### Exercise brief
Keeping each line intact, print the whole listing.

### Supplied data
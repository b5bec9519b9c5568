//! HTTP-backed remediation integrations
//!
//! Each capability is a REST endpoint on the integration gateway. Request and
//! response bodies are the typed drafts/references from the trait; any
//! non-success status or transport error becomes a `StepError` with the body
//! preserved as the reason.

use super::{
    async_trait, CodeSearchQuery, FixRequestDraft, IncidentDraft, Notification, Remediation,
    TicketDraft,
};
use crate::error::StepError;
use crate::models::{CodeSearch, FixRequestRef, IncidentRecord, NotificationReceipt, TicketRef};
use reqwest::Client;
use serde::de::DeserializeOwned;
use serde::Serialize;
use std::time::Duration;
use url::Url;

/// Default per-step request timeout
const STEP_TIMEOUT: Duration = Duration::from_secs(120);

/// Endpoint paths on the integration gateway, relative to the base URL
#[derive(Debug, Clone)]
pub struct RemediationEndpoints {
    pub register_incident: String,
    pub search_code: String,
    pub open_fix_request: String,
    pub notify_team: String,
    pub create_ticket: String,
}

impl Default for RemediationEndpoints {
    fn default() -> Self {
        Self {
            register_incident: "/api/incidents/register".to_string(),
            search_code: "/api/code/search".to_string(),
            open_fix_request: "/api/fix-requests".to_string(),
            notify_team: "/api/notifications".to_string(),
            create_ticket: "/api/tickets".to_string(),
        }
    }
}

/// Remediation client against the REST integration gateway
pub struct HttpRemediation {
    client: Client,
    base_url: Url,
    endpoints: RemediationEndpoints,
}

impl HttpRemediation {
    pub fn new(base_url: &str) -> Result<Self, StepError> {
        let client = Client::builder()
            .timeout(STEP_TIMEOUT)
            .build()
            .map_err(|e| StepError::new(format!("failed to build HTTP client: {}", e)))?;
        let base_url = Url::parse(base_url)
            .map_err(|e| StepError::new(format!("invalid remediation base URL: {}", e)))?;

        Ok(Self {
            client,
            base_url,
            endpoints: RemediationEndpoints::default(),
        })
    }

    pub fn with_endpoints(mut self, endpoints: RemediationEndpoints) -> Self {
        self.endpoints = endpoints;
        self
    }

    async fn post<B: Serialize, T: DeserializeOwned>(
        &self,
        path: &str,
        body: &B,
    ) -> Result<T, StepError> {
        let url = self
            .base_url
            .join(path)
            .map_err(|e| StepError::new(format!("invalid endpoint path {}: {}", path, e)))?;

        let response = self
            .client
            .post(url)
            .json(body)
            .send()
            .await
            .map_err(|e| StepError::new(format!("request failed: {}", e)))?;

        if !response.status().is_success() {
            let status = response.status();
            let body = response.text().await.unwrap_or_default();
            return Err(StepError::new(format!(
                "integration returned {}: {}",
                status, body
            )));
        }

        response
            .json()
            .await
            .map_err(|e| StepError::new(format!("failed to parse response: {}", e)))
    }
}

#[async_trait]
impl Remediation for HttpRemediation {
    async fn register_incident(&self, draft: &IncidentDraft) -> Result<IncidentRecord, StepError> {
        self.post(&self.endpoints.register_incident, draft).await
    }

    async fn search_code(&self, query: &CodeSearchQuery) -> Result<CodeSearch, StepError> {
        self.post(&self.endpoints.search_code, query).await
    }

    async fn open_fix_request(&self, draft: &FixRequestDraft) -> Result<FixRequestRef, StepError> {
        self.post(&self.endpoints.open_fix_request, draft).await
    }

    async fn notify_team(&self, note: &Notification) -> Result<NotificationReceipt, StepError> {
        self.post(&self.endpoints.notify_team, note).await
    }

    async fn create_ticket(&self, draft: &TicketDraft) -> Result<TicketRef, StepError> {
        self.post(&self.endpoints.create_ticket, draft).await
    }
}

#[cfg(test)]
mod tests {
    use super::*;

    #[test]
    fn test_rejects_invalid_base_url() {
        assert!(HttpRemediation::new("not a url").is_err());
    }

    #[test]
    fn test_accepts_valid_base_url() {
        assert!(HttpRemediation::new("http://localhost:8001").is_ok());
    }
}
//! Incident Observer CLI
//!
//! A command-line tool for operating the observer engine: inspecting status,
//! reviewing detected anomalies, and approving or rejecting remediation
//! workflows.

mod client;
mod commands;
mod output;

use anyhow::Result;
use clap::{Parser, Subcommand};
use commands::{activity, status, workflows};

/// Incident Observer CLI
#[derive(Parser)]
#[command(name = "obsctl")]
#[command(author, version, about = "CLI for the Incident Observer", long_about = None)]
pub struct Cli {
    /// API endpoint URL (can also be set via OBSERVER_API_URL env var)
    #[arg(long, env = "OBSERVER_API_URL", default_value = "http://localhost:8080")]
    pub api_url: String,

    /// Output format
    #[arg(long, short, default_value = "table")]
    pub format: output::OutputFormat,

    #[command(subcommand)]
    pub command: Commands,
}

#[derive(Subcommand)]
pub enum Commands {
    /// Show engine status, recent anomalies and pending workflows
    Status,

    /// Start the detection loop
    Start,

    /// Stop the detection loop (in-flight work drains first)
    Stop,

    /// List recently detected anomalies
    Anomalies {
        /// Maximum entries to show
        #[arg(long, default_value_t = 20)]
        limit: usize,
    },

    /// Workflow queries
    #[command(subcommand)]
    Workflows(WorkflowCommands),

    /// Approve a pending workflow and run its remediation sequence
    Approve {
        /// Workflow ID to approve
        id: String,

        /// Reason for approval, retained for audit
        #[arg(long)]
        reason: String,
    },

    /// Reject a pending workflow; no remediation runs
    Reject {
        /// Workflow ID to reject
        id: String,

        /// Reason for rejection, retained for audit
        #[arg(long)]
        reason: String,
    },

    /// Show the merged activity feed
    Activity {
        /// Maximum entries to show
        #[arg(long, default_value_t = 50)]
        limit: usize,
    },
}

#[derive(Subcommand)]
pub enum WorkflowCommands {
    /// List workflows awaiting approval
    Pending,
}

#[tokio::main]
async fn main() -> Result<()> {
    let cli = Cli::parse();

    let client = client::ApiClient::new(&cli.api_url)?;

    match cli.command {
        Commands::Status => {
            status::show_status(&client, cli.format).await?;
        }
        Commands::Start => {
            status::start(&client).await?;
        }
        Commands::Stop => {
            status::stop(&client).await?;
        }
        Commands::Anomalies { limit } => {
            activity::list_anomalies(&client, limit, cli.format).await?;
        }
        Commands::Workflows(workflow_cmd) => match workflow_cmd {
            WorkflowCommands::Pending => {
                workflows::list_pending(&client, cli.format).await?;
            }
        },
        Commands::Approve { id, reason } => {
            workflows::approve(&client, &id, reason, cli.format).await?;
        }
        Commands::Reject { id, reason } => {
            workflows::reject(&client, &id, reason, cli.format).await?;
        }
        Commands::Activity { limit } => {
            activity::show_activity(&client, limit, cli.format).await?;
        }
    }

    Ok(())
}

### Result
repository b5bec9519b9c5568
//! HTTP-backed remediation integrations
//!
//! Each capability is a REST endpoint on the integration gateway. Request and
//! response bodies are the typed drafts/references from the trait; any
//! non-success status or transport error becomes a `StepError` with the body
//! preserved as the reason.

use super::{
    async_trait, CodeSearchQuery, FixRequestDraft, IncidentDraft, Notification, Remediation,
    TicketDraft,
};
use crate::error::StepError;
use crate::models::{CodeSearch, FixRequestRef, IncidentRecord, NotificationReceipt, TicketRef};
use reqwest::Client;
use serde::de::DeserializeOwned;
use serde::Serialize;
use std::time::Duration;
use url::Url;

/// Default per-step request timeout
const STEP_TIMEOUT: Duration = Duration::from_secs(120);

/// Endpoint paths on the integration gateway, relative to the base URL
#[derive(Debug, Clone)]
pub struct RemediationEndpoints {
    pub register_incident: String,
    pub search_code: String,
    pub open_fix_request: String,
    pub notify_team: String,
    pub create_ticket: String,
}

impl Default for RemediationEndpoints {
    fn default() -> Self {
        Self {
            register_incident: "/api/incidents/register".to_string(),
            search_code: "/api/code/search".to_string(),
            open_fix_request: "/api/fix-requests".to_string(),
            notify_team: "/api/notifications".to_string(),
            create_ticket: "/api/tickets".to_string(),
        }
    }
}

/// Remediation client against the REST integration gateway
pub struct HttpRemediation {
    client: Client,
    base_url: Url,
    endpoints: RemediationEndpoints,
}

impl HttpRemediation {
    pub fn new(base_url: &str) -> Result<Self, StepError> {
        let client = Client::builder()
            .timeout(STEP_TIMEOUT)
            .build()
            .map_err(|e| StepError::new(format!("failed to build HTTP client: {}", e)))?;
        let base_url = Url::parse(base_url)
            .map_err(|e| StepError::new(format!("invalid remediation base URL: {}", e)))?;

        Ok(Self {
            client,
            base_url,
            endpoints: RemediationEndpoints::default(),
        })
    }

    pub fn with_endpoints(mut self, endpoints: RemediationEndpoints) -> Self {
        self.endpoints = endpoints;
        self
    }

    async fn post<B: Serialize, T: DeserializeOwned>(
        &self,
        path: &str,
        body: &B,
    ) -> Result<T, StepError> {
        let url = self
            .base_url
            .join(path)
            .map_err(|e| StepError::new(format!("invalid endpoint path {}: {}", path, e)))?;

        let response = self
            .client
            .post(url)
            .json(body)
            .send()
            .await
            .map_err(|e| StepError::new(format!("request failed: {}", e)))?;

        if !response.status().is_success() {
            let status = response.status();
            let body = response.text().await.unwrap_or_default();
            return Err(StepError::new(format!(
                "integration returned {}: {}",
                status, body
            )));
        }

        response
            .json()
            .await
            .map_err(|e| StepError::new(format!("failed to parse response: {}", e)))
    }
}

#[async_trait]
impl Remediation for HttpRemediation {
    async fn register_incident(&self, draft: &IncidentDraft) -> Result<IncidentRecord, StepError> {
        self.post(&self.endpoints.register_incident, draft).await
    }

    async fn search_code(&self, query: &CodeSearchQuery) -> Result<CodeSearch, StepError> {
        self.post(&self.endpoints.search_code, query).await
    }

    async fn open_fix_request(&self, draft: &FixRequestDraft) -> Result<FixRequestRef, StepError> {
        self.post(&self.endpoints.open_fix_request, draft).await
    }

    async fn notify_team(&self, note: &Notification) -> Result<NotificationReceipt, StepError> {
        self.post(&self.endpoints.notify_team, note).await
    }

    async fn create_ticket(&self, draft: &TicketDraft) -> Result<TicketRef, StepError> {
        self.post(&self.endpoints.create_ticket, draft).await
    }
}

#[cfg(test)]
mod tests {
    use super::*;

    #[test]
    fn test_rejects_invalid_base_url() {
        assert!(HttpRemediation::new("not a url").is_err());
    }

    #[test]
    fn test_accepts_valid_base_url() {
        assert!(HttpRemediation::new("http://localhost:8001").is_ok());
    }
}
//! Incident Observer CLI
//!
//! A command-line tool for operating the observer engine: inspecting status,
//! reviewing detected anomalies, and approving or rejecting remediation
//! workflows.

mod client;
mod commands;
mod output;

use anyhow::Result;
use clap::{Parser, Subcommand};
use commands::{activity, status, workflows};

/// Incident Observer CLI
#[derive(Parser)]
#[command(name = "obsctl")]
#[command(author, version, about = "CLI for the Incident Observer", long_about = None)]
pub struct Cli {
    /// API endpoint URL (can also be set via OBSERVER_API_URL env var)
    #[arg(long, env = "OBSERVER_API_URL", default_value = "http://localhost:8080")]
    pub api_url: String,

    /// Output format
    #[arg(long, short, default_value = "table")]
    pub format: output::OutputFormat,

    #[command(subcommand)]
    pub command: Commands,
}

#[derive(Subcommand)]
pub enum Commands {
    /// Show engine status, recent anomalies and pending workflows
    Status,

    /// Start the detection loop
    Start,

    /// Stop the detection loop (in-flight work drains first)
    Stop,

    /// List recently detected anomalies
    Anomalies {
        /// Maximum entries to show
        #[arg(long, default_value_t = 20)]
        limit: usize,
    },

    /// Workflow queries
    #[command(subcommand)]
    Workflows(WorkflowCommands),

    /// Approve a pending workflow and run its remediation sequence
    Approve {
        /// Workflow ID to approve
        id: String,

        /// Reason for approval, retained for audit
        #[arg(long)]
        reason: String,
    },

    /// Reject a pending workflow; no remediation runs
    Reject {
        /// Workflow ID to reject
        id: String,

        /// Reason for rejection, retained for audit
        #[arg(long)]
        reason: String,
    },

    /// Show the merged activity feed
    Activity {
        /// Maximum entries to show
        #[arg(long, default_value_t = 50)]
        limit: usize,
    },
}

#[derive(Subcommand)]
pub enum WorkflowCommands {
    /// List workflows awaiting approval
    Pending,
}

#[tokio::main]
async fn main() -> Result<()> {
    let cli = Cli::parse();

    let client = client::ApiClient::new(&cli.api_url)?;

    match cli.command {
        Commands::Status => {
            status::show_status(&client, cli.format).await?;
        }
        Commands::Start => {
            status::start(&client).await?;
        }
        Commands::Stop => {
            status::stop(&client).await?;
        }
        Commands::Anomalies { limit } => {
            activity::list_anomalies(&client, limit, cli.format).await?;
        }
        Commands::Workflows(workflow_cmd) => match workflow_cmd {
            WorkflowCommands::Pending => {
                workflows::list_pending(&client, cli.format).await?;
            }
        },
        Commands::Approve { id, reason } => {
            workflows::approve(&client, &id, reason, cli.format).await?;
        }
        Commands::Reject { id, reason } => {
            workflows::reject(&client, &id, reason, cli.format).await?;
        }
        Commands::Activity { limit } => {
            activity::show_activity(&client, limit, cli.format).await?;
        }
    }

    Ok(())
}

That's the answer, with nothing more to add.